Как показали дальнейшие военные события, несмотря на проявленные мужество и героизм, наши солдаты не смогли одними саперными лопатами и массой своих тел остановить вооруженную до зубов фашистскую военную армаду, обрушившуюся на них всей своей мощью на суше и с воздуха, посредством тяжелой артиллерии, танков, самоходных орудий, бронетранспортеров, бомбардировщиков и штурмовых самолетов. Защитники Перекопа были смяты, фронт прорван. В течение нескольких дней немецко-фашистские войска достигли Севастополя и подвергли его длительной блокаде. Началась многомесячная эпопея обороны Севастополя.
В героической обороне Севастополя 1941—1942 годов участвовал также актер и режиссер Крымского татарского государственного драматического театра Сервер Джетере. Родился он в 1906 году в древнем южнобережном крымскотатарском селении Биюк-Ламбат Алуштинского района. В 1928 году окончил театральный техникум в Казани, а за год до начала войны, в 1940 году, — знаменитый ГИТИС (Государственный институт театрального искусства им. А. Луначарского в Москве). Получив в боях под Севастополем тяжелые ранения, он был награжден за ратный труд боевыми орденами и медалями.
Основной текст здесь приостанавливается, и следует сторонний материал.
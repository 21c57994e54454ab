//! Numerical integration of the mortar operators on one slave element.
//!
//! For every Gauss point with slave coordinate `xi_s`, master coordinate `xi_m` and weight `w`
//! (including the slave Jacobian determinant), the integrator accumulates for every LM node `i`
//!
//! ```text
//! D_ij += w Λ_i(xi_s) N^s_j(xi_s)
//! M_ij += w Λ_i(xi_s) N^m_j(xi_m)
//! g_i  += w Λ_i(xi_s) (x_m(xi_m) - x_s(xi_s)) · n_i
//! ```
//!
//! together with the directional derivatives obtained by the product rule. Derivatives of the
//! Gauss point coordinates and weights are supplied by the caller, which makes the same routine
//! serve segment-based and element-based integration.
use crate::config::CoreConfig;
use crate::contact::{ContactContribution, ContactLaw, ContactState};
use crate::dual::weight_deriv;
use crate::element::lagmult::{BasisValues, LagrangeMultiplierBasis};
use crate::element::{ElementView, ShapeFunctions};
use crate::error::MortarError;
use crate::overlap::IntegrationCell;
use crate::paired::PairedVector;
use crate::projector::{project_point, projection_deriv};
use crate::quadrature::{points_per_direction, QuadratureRule};
use mortar_traits::Real;
use nalgebra::{DVector, Matrix3, Scalar, Vector2, Vector3};

/// Contributions of one slave node to the mortar operators.
#[derive(Debug, Clone, PartialEq)]
pub struct NodeContribution<T: Scalar> {
    /// Id of the slave node, i.e. the row of the operators.
    pub node: usize,
    /// Row of `D`, keyed by slave node id.
    pub d: PairedVector<T>,
    /// Row of `M`, keyed by master node id.
    pub m: PairedVector<T>,
    /// Weighted gap.
    pub gap: T,
    /// `∂D_ij/∂d`, keyed by slave node id `j` and then by coordinate DOF id.
    pub d_deriv: PairedVector<PairedVector<T>>,
    /// `∂M_ij/∂d`, keyed by master node id `j` and then by coordinate DOF id.
    pub m_deriv: PairedVector<PairedVector<T>>,
    pub gap_deriv: PairedVector<T>,
    /// Present in contact mode.
    pub contact: Option<ContactContribution<T>>,
}

impl<T: Real> NodeContribution<T> {
    fn new(node: usize, contact: bool) -> Self {
        Self {
            node,
            d: PairedVector::new(),
            m: PairedVector::new(),
            gap: T::zero(),
            d_deriv: PairedVector::new(),
            m_deriv: PairedVector::new(),
            gap_deriv: PairedVector::new(),
            contact: if contact { Some(ContactContribution::default()) } else { None },
        }
    }
}

/// Contributions of all nodes of one slave element, in element node order.
#[derive(Debug, Clone, PartialEq)]
pub struct ElementContribution<T: Scalar> {
    /// Id of the slave element.
    pub element: usize,
    pub nodes: Vec<NodeContribution<T>>,
}

/// LM values at `xi` and their directional derivatives.
fn evaluate_with_deriv<T: Real>(
    basis: &LagrangeMultiplierBasis<T>,
    slave: &ElementView<T>,
    sf: &ShapeFunctions<T>,
    xi: &Vector2<T>,
    subelement: Option<usize>,
    xi_deriv: &PairedVector<Vector2<T>>,
) -> Result<(BasisValues<T>, PairedVector<DVector<T>>), MortarError> {
    let values = basis.evaluate(slave, sf, xi, subelement)?;
    let mut deriv = xi_deriv.map(|dxi| values.gradients.transpose() * dxi);
    if let LagrangeMultiplierBasis::Dual(t, dual) = basis {
        let base = t.apply(sf);
        deriv.add_mapped(&dual.ae_deriv, |dae| dae * &base.values);
    }
    Ok((values, deriv))
}

/// A Gauss point with coordinates on both elements and its weight, including derivatives.
#[derive(Debug, Clone)]
pub(crate) struct GaussPoint<T: Scalar> {
    pub slave: Vector2<T>,
    pub slave_shape: ShapeFunctions<T>,
    pub master: Vector2<T>,
    pub slave_deriv: PairedVector<Vector2<T>>,
    pub master_deriv: PairedVector<Vector2<T>>,
    pub weight: T,
    pub weight_deriv: PairedVector<T>,
    pub subelement: Option<usize>,
}

/// Directional derivative of `x(xi)` for a moving parametric point.
fn point_deriv<T: Real>(
    view: &ElementView<T>,
    sf: &ShapeFunctions<T>,
    xi_deriv: &PairedVector<Vector2<T>>,
    tangents: &[Vector3<T>; 2],
) -> PairedVector<Vector3<T>> {
    let mut deriv = view.position_deriv(sf);
    deriv.add_mapped(xi_deriv, |dxi| tangents[0] * dxi.x + tangents[1] * dxi.y);
    deriv
}

/// Accumulates the derivative of `w a_i b_j` into `target`.
fn add_product_deriv<T: Real>(
    target: &mut PairedVector<T>,
    w: T,
    w_deriv: &PairedVector<T>,
    (a, a_deriv, i): (T, &PairedVector<DVector<T>>, usize),
    (b, b_deriv, j): (T, &PairedVector<DVector<T>>, usize),
) {
    target.add_mapped(w_deriv, |dw| *dw * a * b);
    target.add_mapped(a_deriv, |da| w * da[i] * b);
    target.add_mapped(b_deriv, |db| w * a * db[j]);
}

pub(crate) struct SlaveIntegrator<'a, T: Real> {
    slave: ElementView<'a, T>,
    basis: LagrangeMultiplierBasis<'a, T>,
    law: Option<&'a dyn ContactLaw<T>>,
    active: Vec<usize>,
    nodes: Vec<NodeContribution<T>>,
}

impl<'a, T: Real> SlaveIntegrator<'a, T> {
    pub fn new(slave: ElementView<'a, T>, basis: LagrangeMultiplierBasis<'a, T>, law: Option<&'a dyn ContactLaw<T>>) -> Self {
        let nodes = (0..slave.num_nodes())
            .map(|k| NodeContribution::new(slave.node(k).id, law.is_some()))
            .collect();
        Self {
            slave,
            active: basis.active(slave.num_nodes()),
            basis,
            law,
            nodes,
        }
    }

    pub fn finish(self) -> ElementContribution<T> {
        ElementContribution {
            element: self.slave.id(),
            nodes: self.nodes,
        }
    }

    /// Integrates over the cells of one slave/master pair.
    pub fn integrate_cells(
        &mut self,
        master: &ElementView<T>,
        cells: &[IntegrationCell<T>],
        config: &CoreConfig,
    ) -> Result<(), MortarError> {
        let slave = self.slave;
        let n_points = points_per_direction(slave.cell(), config).max(points_per_direction(master.cell(), config));
        let rule = if slave.dim() == 2 {
            QuadratureRule::interval(n_points)?
        } else {
            QuadratureRule::triangle(n_points)?
        };
        for cell in cells {
            for (weight, point) in rule.iter() {
                let mapped = cell.map_point(point);
                if mapped.jacobian <= T::zero() {
                    return Err(MortarError::integration(
                        slave.id(),
                        format!("non-positive cell Jacobian {:?} on master {}", mapped.jacobian, master.id()),
                    ));
                }
                let sf = slave.shape(&mapped.slave);
                let w = weight * mapped.jacobian * slave.jacobian_determinant(&sf);
                let w_deriv = weight_deriv(
                    &slave,
                    &sf,
                    weight,
                    &mapped.slave_deriv,
                    mapped.jacobian,
                    &mapped.jacobian_deriv,
                );
                let gp = GaussPoint {
                    slave: mapped.slave,
                    slave_shape: sf,
                    master: mapped.master,
                    slave_deriv: mapped.slave_deriv,
                    master_deriv: mapped.master_deriv,
                    weight: w,
                    weight_deriv: w_deriv,
                    subelement: cell.subelement,
                };
                self.integrate_point(master, &gp)?;
            }
        }
        Ok(())
    }

    /// Element-based integration: every Gauss point of the slave element is assigned to the
    /// first master onto which it projects exactly.
    ///
    /// If `fallback` is set and some Gauss point has no exact projection, nothing is integrated
    /// and `false` is returned.
    pub fn integrate_elements(
        &mut self,
        masters: &[ElementView<'a, T>],
        config: &CoreConfig,
        fallback: bool,
    ) -> Result<bool, MortarError> {
        let slave = self.slave;
        let rule = QuadratureRule::element(slave.cell(), points_per_direction(slave.cell(), config))?;
        let mut assigned = Vec::with_capacity(rule.len());
        for (weight, xi) in rule.iter() {
            let sf = slave.shape(xi);
            let x = slave.position(&sf);
            let found = masters.iter().find_map(|master| {
                let projection = project_point(master, &x, config);
                Some((master, projection)).filter(|(_, p)| p.exact)
            });
            match found {
                Some((master, projection)) => assigned.push((weight, *xi, sf, master, projection)),
                None if fallback => return Ok(false),
                None => {}
            }
        }

        for (weight, xi, sf, master, projection) in assigned {
            let point_deriv = slave.position_deriv(&sf);
            let master_deriv = projection_deriv(master, &projection, &point_deriv)?;
            let mut w_deriv = slave.jacobian_determinant_deriv(&sf);
            w_deriv.scale(weight);
            let gp = GaussPoint {
                slave: xi,
                master: projection.xi,
                weight: weight * slave.jacobian_determinant(&sf),
                slave_shape: sf,
                slave_deriv: PairedVector::new(),
                master_deriv,
                weight_deriv: w_deriv,
                subelement: None,
            };
            self.integrate_point(master, &gp)?;
        }
        Ok(true)
    }

    fn integrate_point(&mut self, master: &ElementView<T>, gp: &GaussPoint<T>) -> Result<(), MortarError> {
        let Self {
            slave,
            basis,
            law,
            active,
            nodes,
        } = self;
        let sf_s = &gp.slave_shape;
        let sf_m = master.shape(&gp.master);
        let (lm, lm_deriv) = evaluate_with_deriv(basis, slave, sf_s, &gp.slave, gp.subelement, &gp.slave_deriv)?;

        let ns_deriv = gp.slave_deriv.map(|dxi| sf_s.gradients.transpose() * dxi);
        let nm_deriv = gp.master_deriv.map(|dxi| sf_m.gradients.transpose() * dxi);

        let delta = master.position(&sf_m) - slave.position(sf_s);
        let mut delta_deriv = point_deriv(master, &sf_m, &gp.master_deriv, &master.tangents(&sf_m));
        delta_deriv.add_scaled(
            &point_deriv(slave, sf_s, &gp.slave_deriv, &slave.tangents(sf_s)),
            -T::one(),
        );

        let (w, w_deriv) = (gp.weight, &gp.weight_deriv);
        for &i in active.iter() {
            let lm_i = lm.values[i];
            let node = slave.node(i);
            let contribution = &mut nodes[i];

            for j in 0..slave.num_nodes() {
                let column = slave.node(j).id;
                let n_j = sf_s.values[j];
                contribution.d.add(column, w * lm_i * n_j);
                let deriv = contribution.d_deriv.entry_or_insert_with(column, PairedVector::new);
                add_product_deriv(deriv, w, w_deriv, (lm_i, &lm_deriv, i), (n_j, &ns_deriv, j));
            }
            for j in 0..master.num_nodes() {
                let column = master.node(j).id;
                let n_j = sf_m.values[j];
                contribution.m.add(column, w * lm_i * n_j);
                let deriv = contribution.m_deriv.entry_or_insert_with(column, PairedVector::new);
                add_product_deriv(deriv, w, w_deriv, (lm_i, &lm_deriv, i), (n_j, &nm_deriv, j));
            }

            let normal = node.normal();
            let gap = delta.dot(normal);
            contribution.gap += w * lm_i * gap;
            let gap_deriv = &mut contribution.gap_deriv;
            gap_deriv.add_mapped(w_deriv, |dw| *dw * lm_i * gap);
            gap_deriv.add_mapped(&lm_deriv, |dl| w * dl[i] * gap);
            gap_deriv.add_mapped(&delta_deriv, |dd| w * lm_i * dd.dot(normal));
            gap_deriv.add_mapped(node.normal_deriv(), |dn| w * lm_i * delta.dot(dn));
        }

        if let Some(law) = law {
            let kinematics = contact_kinematics(slave, sf_s, master, &sf_m, gp, &delta, &delta_deriv);
            let response = law.evaluate(&kinematics.state);
            let mut pressure_deriv = kinematics.gap_deriv.map(|dg| response.pressure_gap * *dg);
            pressure_deriv.add_mapped(&kinematics.slip_deriv, |ds| response.pressure_slip.dot(ds));
            let mut traction_deriv = kinematics.gap_deriv.map(|dg| response.traction_gap * *dg);
            traction_deriv.add_mapped(&kinematics.slip_deriv, |ds| response.traction_slip * ds);

            let (p, t) = (response.pressure, response.traction);
            for &i in active.iter() {
                let lm_i = lm.values[i];
                if let Some(contact) = nodes[i].contact.as_mut() {
                    contact.pressure += w * lm_i * p;
                    contact.pressure_deriv.add_mapped(w_deriv, |dw| *dw * lm_i * p);
                    contact.pressure_deriv.add_mapped(&lm_deriv, |dl| w * dl[i] * p);
                    contact.pressure_deriv.add_mapped(&pressure_deriv, |dp| w * lm_i * *dp);

                    contact.traction += t * (w * lm_i);
                    contact.traction_deriv.add_mapped(w_deriv, |dw| t * (*dw * lm_i));
                    contact.traction_deriv.add_mapped(&lm_deriv, |dl| t * (w * dl[i]));
                    contact.traction_deriv.add_mapped(&traction_deriv, |dt| dt * (w * lm_i));
                }
            }
        }
        Ok(())
    }
}

struct ContactKinematics<T: Scalar> {
    state: ContactState<T>,
    gap_deriv: PairedVector<T>,
    slip_deriv: PairedVector<Vector3<T>>,
}

/// Normal gap and tangential relative displacement at a Gauss point.
fn contact_kinematics<T: Real>(
    slave: &ElementView<T>,
    sf_s: &ShapeFunctions<T>,
    master: &ElementView<T>,
    sf_m: &ShapeFunctions<T>,
    gp: &GaussPoint<T>,
    delta: &Vector3<T>,
    delta_deriv: &PairedVector<Vector3<T>>,
) -> ContactKinematics<T> {
    let raw = slave.nodal_normal_field(sf_s);
    let mut raw_deriv = slave.nodal_normal_field_deriv(sf_s);
    let raw_xi = slave.nodal_normal_field_xi_deriv(sf_s);
    raw_deriv.add_mapped(&gp.slave_deriv, |dxi| raw_xi[0] * dxi.x + raw_xi[1] * dxi.y);

    let length = raw.norm();
    let normal = raw / length;
    let tangential = Matrix3::identity() - normal * normal.transpose();
    let normal_deriv = raw_deriv.map(|dn| tangential * dn / length);

    let gap = delta.dot(&normal);
    let mut gap_deriv = delta_deriv.map(|dd| dd.dot(&normal));
    gap_deriv.add_mapped(&normal_deriv, |dn| delta.dot(dn));

    let du = master.displacement(sf_m) - slave.displacement(sf_s);
    let du_m = master.displacement_tangents(sf_m);
    let du_s = slave.displacement_tangents(sf_s);
    // Displacement and coordinate DOFs coincide, x = X + u
    let mut du_deriv = point_deriv(master, sf_m, &gp.master_deriv, &du_m);
    du_deriv.add_mapped(&gp.slave_deriv, |dxi| -(du_s[0] * dxi.x + du_s[1] * dxi.y));
    du_deriv.add_scaled(&slave.position_deriv(sf_s), -T::one());

    let slip = tangential * du;
    let mut slip_deriv = du_deriv.map(|d| tangential * d);
    slip_deriv.add_mapped(&normal_deriv, |dn| -(dn * normal.dot(&du)) - normal * dn.dot(&du));

    ContactKinematics {
        state: ContactState { gap, slip, normal },
        gap_deriv,
        slip_deriv,
    }
}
За два дня до вступления немцев в столицу Крымской АССР, 30 октября 1941 года, в Симферополе, в здании Центрального дома крестьянина, в экстренном порядке были собраны все творческие работники столицы Крымской АССР: актеры, музыканты, певцы, артисты, композиторы, режиссеры. Перед ними выступили второй секретарь Крымского обкома ВКП (б) Меньщиков и начальник Управления по делам искусства при Совете народных комиссаров Крымской АССР Амет Камилов (здесь Эреджепова невольно исказила фамилию А. Камилева, а в книге А. Велиева о фронтовиках он указан уже как Кямилев А. — И.3.). После освобождения от должности начальника Управления по делам искусств при Совете народных комиссаров Крымской АССР 28 августа 1942 года в городе Краснодаре он добровольно ушел на фронт. Воевал в должности замполита батальона 3-й дивизии 2-й армии. В 1943 году был тяжело ранен, стал инвалидом и был направлен в тыл в город Фергану. В годы депортации принимал активное участие в национальном движении крымских татар в Узбекистане.
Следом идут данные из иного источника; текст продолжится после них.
use super::SurfaceMesh;
use crate::error::MortarError;
use crate::paired::PairedVector;
use mortar_traits::Real;
use nalgebra::{Matrix3, Vector3};

/// `(I - n n^T) / |s|`, the derivative of `s / |s|` with respect to `s`, where `n = s / |s|`.
fn normalization_jacobian<T: Real>(s: &Vector3<T>) -> (Vector3<T>, Matrix3<T>) {
    let length = s.norm();
    let n = s / length;
    (n, (Matrix3::identity() - n * n.transpose()) / length)
}

impl<T: Real> SurfaceMesh<T> {
    /// Computes the averaged unit normal of every node together with its linearisation.
    ///
    /// For each node, the unit normals of all adjacent elements, evaluated at the node's
    /// parametric position, are summed and normalised. Nodes without adjacent elements keep a
    /// zero normal. Fails if the mesh does not pass [`check_consistency`](Self::check_consistency).
    pub fn compute_nodal_normals(&mut self) -> Result<(), MortarError> {
        self.check_consistency()?;
        self.update_nodal_normals();
        Ok(())
    }

    /// Same as [`compute_nodal_normals`](Self::compute_nodal_normals) for a mesh already known to
    /// be consistent.
    pub(crate) fn update_nodal_normals(&mut self) {
        let mut results = Vec::with_capacity(self.nodes.len());
        for node in 0..self.nodes.len() {
            let mut sum = Vector3::zeros();
            let mut sum_deriv: PairedVector<Vector3<T>> = PairedVector::new();
            for &e in &self.node_elements[node] {
                let view = self.view(e);
                let local = match view.element().nodes.iter().position(|&n| n == node) {
                    Some(local) => local,
                    None => continue,
                };
                let sf = view.shape(&view.cell().node_parametric_coords(local));
                let raw = view.raw_normal(&sf);
                let (unit, jacobian) = normalization_jacobian(&raw);
                sum += unit;
                sum_deriv.add_mapped(&view.raw_normal_deriv(&sf), |dn| jacobian * dn);
            }
            if sum.norm() > T::zero() {
                let (normal, jacobian) = normalization_jacobian(&sum);
                results.push((normal, sum_deriv.map(|ds| jacobian * ds)));
            } else {
                results.push((Vector3::zeros(), PairedVector::new()));
            }
        }
        for (node, (normal, deriv)) in self.nodes.iter_mut().zip(results) {
            node.normal = normal;
            node.normal_deriv = deriv;
        }
    }
}
//! Rules for the unit triangle obtained by collapsing the reference square.

use crate::univariate::gauss;
use crate::Rule;

/// Collapsed (Duffy) Gauss rule for the unit triangle `{(0, 0), (1, 0), (0, 1)}`.
///
/// The square `[-1, 1]^2` is mapped onto the triangle by
/// `x = (1 + u)(1 - v) / 4`, `y = (1 + v) / 2`, whose Jacobian determinant is `(1 - v) / 8`.
/// With `n` points per direction, polynomials of total degree `2n - 2` are integrated exactly.
/// The weights sum to the triangle area `1/2`.
pub fn triangle_collapsed_gauss(num_points_per_dim: usize) -> Rule<2> {
    let (weights1d, points1d) = gauss(num_points_per_dim);
    let n = weights1d.len();
    let mut weights = Vec::with_capacity(n * n);
    let mut points = Vec::with_capacity(n * n);

    for (&wv, &[v]) in weights1d.iter().zip(&points1d) {
        for (&wu, &[u]) in weights1d.iter().zip(&points1d) {
            let x = (1.0 + u) * (1.0 - v) / 4.0;
            let y = (1.0 + v) / 2.0;
            weights.push(wu * wv * (1.0 - v) / 8.0);
            points.push([x, y]);
        }
    }

    (weights, points)
}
Они объявили собравшимся о том, что Красная Армия и органы Советской власти вынуждены временно оставить Симферополь и Крым, но в ближайшее время обязательно вернутся обратно. Творческим работникам было предложено, каждому пока на свое усмотрение, устраивать свою жизнь. Как выяснилось, Управление искусств к этому времени уже было эвакуировано в Керчь, а оттуда далее — в Краснодар.
Таким образом, почти все творческие силы Крыма, за исключением некоторых актеров Крымского государственного русского драматического театра имени Горького и других сценических коллективов автономии еврейской национальности, эвакуированных ранее в Среднюю Азию, остались наедине со своей судьбой.
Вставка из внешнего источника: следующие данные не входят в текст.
use mortar::config::{CoreConfig, LagrangeMultiplierShape};
use mortar::coupling::Interface;
use mortar::element::CellType;
use mortar::mesh::Side;
use mortar::overlap::segment_pair;

use super::{build_mesh, default_interface, entry, node, partial_tri3_pair};

fn operator_sums(contributions: &[mortar::integrate::ElementContribution<f64>]) -> (f64, f64, f64) {
    let rows = || contributions.iter().flat_map(|element| element.nodes.iter());
    let d = rows().flat_map(|row| row.d.iter().map(|(_, &v)| v)).sum();
    let m = rows().flat_map(|row| row.m.iter().map(|(_, &v)| v)).sum();
    let gap = rows().map(|row| row.gap).sum();
    (d, m, gap)
}

#[test]
fn partial_tri3_overlap_is_clipped_into_three_cells() {
    let mut mesh = partial_tri3_pair();
    mesh.compute_nodal_normals().unwrap();
    let cells = segment_pair(&mesh.view(0), &mesh.view(1), &CoreConfig::default()).unwrap();
    assert_eq!(cells.len(), 3);
    // The slave Jacobian determinant is one
    let area: f64 = cells.iter().map(|cell| cell.slave_measure()).sum();
    assert!((area - 0.045).abs() < 1e-10);
}

#[test]
fn partial_tri3_operators_integrate_the_overlap() {
    let mut interface = default_interface(partial_tri3_pair());
    let contributions = interface.evaluate().unwrap();
    let (d, m, gap) = operator_sums(&contributions);
    assert!((d - 0.045).abs() < 1e-12);
    assert!((m - 0.045).abs() < 1e-12);
    assert!((gap - 0.0045).abs() < 1e-12);
}

fn matching_quads() -> mortar::mesh::SurfaceMesh<f64> {
    build_mesh(
        3,
        &[
            (0, [0.0, 0.0, 0.0]),
            (1, [1.0, 0.0, 0.0]),
            (2, [1.0, 1.0, 0.0]),
            (3, [0.0, 1.0, 0.0]),
            (10, [0.0, 0.0, 0.0]),
            (11, [0.0, 1.0, 0.0]),
            (12, [1.0, 1.0, 0.0]),
            (13, [1.0, 0.0, 0.0]),
        ],
        &[
            (0, CellType::Quad4, Side::Slave, &[0, 1, 2, 3]),
            (1, CellType::Quad4, Side::Master, &[10, 11, 12, 13]),
        ],
    )
}

#[test]
fn dual_basis_diagonalises_d_on_matching_quads() {
    let mut interface = default_interface(matching_quads());
    let contributions = interface.evaluate().unwrap();
    let element = &contributions[0];
    // Slave node -> coincident master node
    for (i, j) in [(0, 10), (1, 13), (2, 12), (3, 11)] {
        let row = node(element, i);
        for k in 0..4 {
            let expected = if k == i { 0.25 } else { 0.0 };
            assert!((entry(&row.d, k) - expected).abs() < 1e-13);
        }
        assert!((entry(&row.m, j) - 0.25).abs() < 1e-13);
        let m_sum: f64 = row.m.iter().map(|(_, &v)| v).sum();
        assert!((m_sum - 0.25).abs() < 1e-13);
    }
}

#[test]
fn piecewise_linear_lm_on_tri6_integrates_the_full_element() {
    let coords = [
        [0.0, 0.0],
        [1.0, 0.0],
        [0.0, 1.0],
        [0.5, 0.0],
        [0.5, 0.5],
        [0.0, 0.5],
    ];
    let mut nodes: Vec<_> = coords
        .iter()
        .enumerate()
        .map(|(k, &[x, y])| (k, [x, y, 0.0]))
        .collect();
    nodes.extend([
        (10, [-1.0, -1.0, 0.05]),
        (11, [-1.0, 3.0, 0.05]),
        (12, [3.0, -1.0, 0.05]),
    ]);
    let mesh = build_mesh(
        3,
        &nodes,
        &[
            (0, CellType::Tri6, Side::Slave, &[0, 1, 2, 3, 4, 5]),
            (1, CellType::Tri3, Side::Master, &[10, 11, 12]),
        ],
    );
    let config = CoreConfig {
        lm_shape: LagrangeMultiplierShape::PiecewiseLinear,
        ..CoreConfig::default()
    };
    let mut interface = Interface::new(mesh, config).unwrap();
    let contributions = interface.evaluate().unwrap();
    let (d, m, gap) = operator_sums(&contributions);
    assert!((d - 0.5).abs() < 1e-12);
    assert!((m - 0.5).abs() < 1e-12);
    assert!((gap - 0.025).abs() < 1e-12);

    // The hat functions of the corner nodes live on a single sub-element
    let corner: f64 = node(&contributions[0], 0).d.iter().map(|(_, &v)| v).sum();
    assert!((corner - 0.125 / 3.0).abs() < 1e-12);
}
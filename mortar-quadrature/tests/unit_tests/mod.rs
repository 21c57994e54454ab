mod simplex;
mod univariate;

/// Exact integral of `x^alpha` over `[-1, 1]`.
fn monomial_integral_1d(alpha: i32) -> f64 {
    (1.0 - (-1.0f64).powi(alpha + 1)) / (alpha as f64 + 1.0)
}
Как вспоминали после И. Бахшиш и С. Эреджепова, об эвакуации теперь уже никто из них и не помышлял. Они оставались в лишенном защиты и ожидающем своей участи, как смертник своего приговора, городе. В Симферополе царила паника. Люди с узлами, рюкзаками, котомками бежали из брошенной столицы республики, в основном, к своим родственникам, в сельскую местность. Все склады города были открыты и никем не охранялись. Симферополь вдруг оказался без власти, опустевшим, разоренным, разграбленным.